There are costs that the world is only now starting to consider. Russia is the world’s largest exporter of natural gas and nickel, the world’s second-largest exporter of oil and steel, and the third-largest exporter of coal and aluminum. We can live without these things, but make no mistake, it will hurt.

We cannot live without food. Russia is the world’s largest exporter of wheat, and it has invaded Ukraine, the world’s fifth-largest exporter. Russia’s war strategy uses techniques pioneered in the flattening of Groznyy in the Second Chechen War that were then honed during the destruction of Aleppo in the Syrian Civil War. Russia’s artillery is now obliterating Ukraine’s civilian infrastructure one city at a time.

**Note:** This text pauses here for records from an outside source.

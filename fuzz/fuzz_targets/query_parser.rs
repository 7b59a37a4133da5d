#![no_main]

use libfuzzer_sys::fuzz_target;
use loghive_query::Parser;

fuzz_target!(|data: &[u8]| {
    let Ok(query) = std::str::from_utf8(data) else {
        return;
    };
    let _ = Parser::new(query, "message").parse();
});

It is gruesome. It is inhumane. It is unforgivable. And it is only the beginning of the destruction. We are being treated to a feast of visual violence in the ongoing destruction of Ukrainian cities we have recently become familiar with: Kyiv, Kharkiv, Mariupol. But lost in the noise of the burning of Ukraine’s large population centers is Russia’s far more methodical, downright Hitlerite, annihilation of Ukraine’s towns and villages. The towns and villages that are the bone and sinew supporting the Ukrainian agricultural sector. Ukraine will not plant crops this spring or summer. The world has lost one of its largest and most reliable sources of wheat, sunflower, safflower, and barley.

Nor will Ukraine return to the ranks of major food suppliers anytime soon. Russia’s wave of deliberate destruction will soon reach the port city of Odessa. Not only is Odessa Ukraine’s commercial capital, not only will its fall signal an end to Ukraine’s maritime frontage, Odessa is also the export point for nearly all of Ukraine’s agricultural bounty. Until it is freed from Russian control and rebuilt, large-scale Ukrainian exports will remain beyond reach.

This, all this, is unfortunately only the tip of the Third Horseman’s spear. Russia’s willful destruction of Ukraine is only one of a host of factors adding up to the most stressed agricultural markets in post-World War II history.